Editor’s note: This article includes CLASP estimates on child care relief funding each state, D.C., and Puerto Rico will receive of the $39 billion included in the American Rescue Plan Act (ARP Act)

For decades, our country has had a child care crisis fraught with inequitable access for communities of color, unaffordable care for far too many families, poverty-level wages for early educators, and razorthin margins for providers. This long-term crisis has been exacerbated by the devastating, inequitable impacts of COVID-19. [1] And it has pushed the child care and early learning sector to the brink of collapse.

Now, thanks to passage of the American Rescue Plan Act of 2021, the child care sector will receive a total of more than $50 billion in direct relief funding. This bill, based on President Biden’s bold American Rescue Plan, provides $39 billion in desperately needed child care relief funding. This builds on critical down payments on relief from the Coronavirus Aid, Relief, and Economic Security Act (CARES) Act and the Consolidated Appropriations Act, 2021 [2] to finally deliver on the promise of at least $50 billion in total to support the children, families, and early educators who rely on and support the child care and early learning industry.[3]

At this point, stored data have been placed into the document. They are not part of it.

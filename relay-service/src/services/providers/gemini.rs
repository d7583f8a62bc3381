//! Gemini AI provider implementation.
//!
//! Implements single-shot text generation using Google's Gemini API.

use super::{FinishReason, ProviderError, ProviderResponse, TextProvider};
use async_trait::async_trait;
use reqwest::{Client, StatusCode};
use serde::{Deserialize, Serialize};
use std::time::Duration;

/// Gemini API base URL.
const GEMINI_API_BASE: &str = "https://generativelanguage.googleapis.com/v1beta";

/// Transport timeout for one generateContent round trip.
const REQUEST_TIMEOUT: Duration = Duration::from_secs(120);

/// Gemini provider configuration.
#[derive(Debug, Clone)]
pub struct GeminiConfig {
    pub api_key: String,
    pub model: String,
}

/// Gemini text provider.
pub struct GeminiTextProvider {
    config: GeminiConfig,
    client: Client,
}

impl GeminiTextProvider {
    pub fn new(config: GeminiConfig) -> Result<Self, ProviderError> {
        let client = Client::builder()
            .timeout(REQUEST_TIMEOUT)
            .build()
            .map_err(|e| ProviderError::NotConfigured(format!("HTTP client: {}", e)))?;

        Ok(Self { config, client })
    }

    /// Build the API URL for the given model and method.
    fn api_url(&self, method: &str) -> String {
        format!(
            "{}/models/{}:{}?key={}",
            GEMINI_API_BASE, self.config.model, method, self.config.api_key
        )
    }
}

#[async_trait]
impl TextProvider for GeminiTextProvider {
    async fn generate(&self, prompt: &str) -> Result<ProviderResponse, ProviderError> {
        if self.config.api_key.is_empty() {
            return Err(ProviderError::NotConfigured(
                "Gemini API key not configured".to_string(),
            ));
        }

        let request = GenerateContentRequest {
            contents: vec![Content {
                role: Some("user".to_string()),
                parts: vec![Part {
                    text: Some(prompt.to_string()),
                }],
            }],
        };

        tracing::debug!(
            model = %self.config.model,
            prompt_len = prompt.len(),
            "Sending request to Gemini API"
        );

        let response = self
            .client
            .post(self.api_url("generateContent"))
            .json(&request)
            .send()
            .await
            .map_err(|e| ProviderError::NetworkError(e.without_url().to_string()))?;

        let status = response.status();
        if !status.is_success() {
            let error_text = response.text().await.unwrap_or_default();
            return Err(error_from_status(status, &error_text));
        }

        let api_response: GenerateContentResponse = response
            .json()
            .await
            .map_err(|e| ProviderError::ApiError(format!("Failed to parse response: {}", e)))?;

        into_provider_response(api_response)
    }

    fn name(&self) -> &'static str {
        "gemini"
    }

    fn model(&self) -> &str {
        &self.config.model
    }
}

/// Map a non-success HTTP reply to a structured provider error.
fn error_from_status(status: StatusCode, body: &str) -> ProviderError {
    let detail = serde_json::from_str::<ErrorEnvelope>(body)
        .ok()
        .map(|envelope| envelope.error);

    let message = detail
        .as_ref()
        .and_then(|d| d.message.clone())
        .unwrap_or_else(|| body.to_string());
    let api_status = detail.as_ref().and_then(|d| d.status.as_deref());
    let key_invalid = detail.as_ref().is_some_and(|d| {
        d.details
            .iter()
            .any(|info| info.reason.as_deref() == Some("API_KEY_INVALID"))
    });

    if status == StatusCode::TOO_MANY_REQUESTS || api_status == Some("RESOURCE_EXHAUSTED") {
        return ProviderError::RateLimited(message);
    }

    if key_invalid || status == StatusCode::UNAUTHORIZED || status == StatusCode::FORBIDDEN {
        return ProviderError::NotConfigured(message);
    }

    if status == StatusCode::BAD_REQUEST {
        return ProviderError::InvalidRequest(message);
    }

    ProviderError::ApiError(format!("Gemini API error {}: {}", status, message))
}

fn into_provider_response(
    api_response: GenerateContentResponse,
) -> Result<ProviderResponse, ProviderError> {
    if let Some(reason) = api_response
        .prompt_feedback
        .as_ref()
        .and_then(|f| f.block_reason.as_deref())
    {
        return Err(ProviderError::ContentFiltered(format!(
            "prompt blocked: {}",
            reason
        )));
    }

    let candidate = api_response
        .candidates
        .first()
        .ok_or_else(|| ProviderError::ApiError("Response contained no candidates".to_string()))?;

    let finish_reason = match candidate.finish_reason.as_deref() {
        Some("STOP") | None => FinishReason::Complete,
        Some("MAX_TOKENS") => FinishReason::Length,
        Some("SAFETY") | Some("PROHIBITED_CONTENT") | Some("BLOCKLIST") => {
            FinishReason::ContentFilter
        }
        Some(_) => FinishReason::Other,
    };

    if finish_reason == FinishReason::ContentFilter {
        return Err(ProviderError::ContentFiltered(format!(
            "candidate finished with {}",
            candidate.finish_reason.as_deref().unwrap_or_default()
        )));
    }

    let text: String = candidate
        .content
        .as_ref()
        .map(|c| c.parts.iter().filter_map(|p| p.text.as_deref()).collect())
        .unwrap_or_default();

    if text.is_empty() {
        return Err(ProviderError::ApiError(
            "Response contained no text".to_string(),
        ));
    }

    let usage = api_response.usage_metadata.unwrap_or_default();

    Ok(ProviderResponse {
        text,
        input_tokens: usage.prompt_token_count.unwrap_or(0),
        output_tokens: usage.candidates_token_count.unwrap_or(0),
        finish_reason,
    })
}

// ============================================================================
// Gemini API Request/Response Types
// ============================================================================

#[derive(Debug, Serialize)]
#[serde(rename_all = "camelCase")]
struct GenerateContentRequest {
    contents: Vec<Content>,
}

#[derive(Debug, Serialize, Deserialize)]
#[serde(rename_all = "camelCase")]
struct Content {
    #[serde(skip_serializing_if = "Option::is_none")]
    role: Option<String>,
    #[serde(default)]
    parts: Vec<Part>,
}

#[derive(Debug, Serialize, Deserialize)]
struct Part {
    #[serde(default, skip_serializing_if = "Option::is_none")]
    text: Option<String>,
}

#[derive(Debug, Deserialize)]
#[serde(rename_all = "camelCase")]
struct GenerateContentResponse {
    #[serde(default)]
    candidates: Vec<Candidate>,
    #[serde(default)]
    prompt_feedback: Option<PromptFeedback>,
    #[serde(default)]
    usage_metadata: Option<UsageMetadata>,
}

#[derive(Debug, Deserialize)]
#[serde(rename_all = "camelCase")]
struct Candidate {
    #[serde(default)]
    content: Option<Content>,
    #[serde(default)]
    finish_reason: Option<String>,
}

#[derive(Debug, Deserialize)]
#[serde(rename_all = "camelCase")]
struct PromptFeedback {
    #[serde(default)]
    block_reason: Option<String>,
}

#[derive(Debug, Deserialize, Default)]
#[serde(rename_all = "camelCase")]
struct UsageMetadata {
    prompt_token_count: Option<i32>,
    candidates_token_count: Option<i32>,
}

#[derive(Debug, Deserialize)]
struct ErrorEnvelope {
    error: ErrorDetail,
}

#[derive(Debug, Deserialize)]
struct ErrorDetail {
    #[serde(default)]
    message: Option<String>,
    #[serde(default)]
    status: Option<String>,
    #[serde(default)]
    details: Vec<ErrorInfo>,
}

#[derive(Debug, Deserialize)]
struct ErrorInfo {
    #[serde(default)]
    reason: Option<String>,
}

#[cfg(test)]
mod tests {
    use super::*;
    use crate::services::providers::ProviderErrorKind;
    use serde_json::json;

    fn parse(body: &str) -> GenerateContentResponse {
        serde_json::from_str(body).unwrap()
    }

    #[test]
    fn joins_all_text_parts_of_first_candidate() {
        let response = parse(
            r#"{
                "candidates": [{
                    "content": {"role": "model", "parts": [{"text": "Hello, "}, {"text": "learner!"}]},
                    "finishReason": "STOP"
                }],
                "usageMetadata": {"promptTokenCount": 12, "candidatesTokenCount": 4, "totalTokenCount": 16}
            }"#,
        );

        let result = into_provider_response(response).unwrap();
        assert_eq!(result.text, "Hello, learner!");
        assert_eq!(result.input_tokens, 12);
        assert_eq!(result.output_tokens, 4);
        assert_eq!(result.finish_reason, FinishReason::Complete);
    }

    #[test]
    fn safety_finish_reason_is_content_filtered() {
        let response = parse(r#"{"candidates": [{"finishReason": "SAFETY"}]}"#);
        let err = into_provider_response(response).unwrap_err();
        assert_eq!(err.kind(), ProviderErrorKind::Safety);
    }

    #[test]
    fn blocked_prompt_is_content_filtered() {
        let response = parse(r#"{"promptFeedback": {"blockReason": "SAFETY"}}"#);
        let err = into_provider_response(response).unwrap_err();
        assert!(matches!(err, ProviderError::ContentFiltered(_)));
    }

    #[test]
    fn empty_candidates_is_an_api_error() {
        let err = into_provider_response(parse("{}")).unwrap_err();
        assert!(matches!(err, ProviderError::ApiError(_)));
    }

    #[test]
    fn invalid_key_maps_to_configuration() {
        let body = r#"{
            "error": {
                "code": 400,
                "message": "API key not valid. Please pass a valid API key.",
                "status": "INVALID_ARGUMENT",
                "details": [{"@type": "type.googleapis.com/google.rpc.ErrorInfo", "reason": "API_KEY_INVALID"}]
            }
        }"#;

        let err = error_from_status(StatusCode::BAD_REQUEST, body);
        assert!(matches!(err, ProviderError::NotConfigured(_)));
        assert_eq!(err.kind(), ProviderErrorKind::Configuration);
    }

    #[test]
    fn exhausted_quota_maps_to_rate_limited() {
        let body = json!({
            "error": {
                "code": 429,
                "message": "Resource has been exhausted (e.g. check quota).",
                "status": "RESOURCE_EXHAUSTED"
            }
        })
        .to_string();
        let err = error_from_status(StatusCode::TOO_MANY_REQUESTS, &body);
        assert_eq!(err.kind(), ProviderErrorKind::Quota);
    }

    #[test]
    fn unparseable_error_body_keeps_raw_text() {
        let err = error_from_status(StatusCode::BAD_GATEWAY, "upstream exploded");
        let expected = "Gemini API error 502 Bad Gateway: upstream exploded";
        assert_eq!(err, ProviderError::ApiError(expected.to_string()));
        assert_eq!(err.kind(), ProviderErrorKind::Generic);
    }

    #[tokio::test]
    async fn missing_key_fails_before_network() {
        let provider = GeminiTextProvider::new(GeminiConfig {
            api_key: String::new(),
            model: "gemini-1.5-flash".to_string(),
        })
        .unwrap();

        let err = provider.generate("Hello").await.unwrap_err();
        assert_eq!(err.kind(), ProviderErrorKind::Configuration);
    }
}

Of the $39 billion[4] included in the American Rescue Plan Act (ARP Act), nearly $15 billion will provide expanded child care assistance through the Child Care and Development Block Grant (CCDBG) to support families and providers, including supporting the child care needs of essential workers. The remaining nearly $24 billion creates a stabilization fund for eligible child care providers, including those who haven’t previously received funding through CCDBG.[5] Administered by state lead agencies, these funds can support providers who are currently operating or are closed for COVID-related reasons, as well as supply-building activities. These funds can stabilize child care programs by covering a range of expenses such as personnel costs, rent, facility maintenance and improvements, personal protective equipment (PPE) and COVID-related supplies, goods and services needed to resume providing care, mental health supports for children and early educators, and reimbursement of costs associated with the current public health emergency.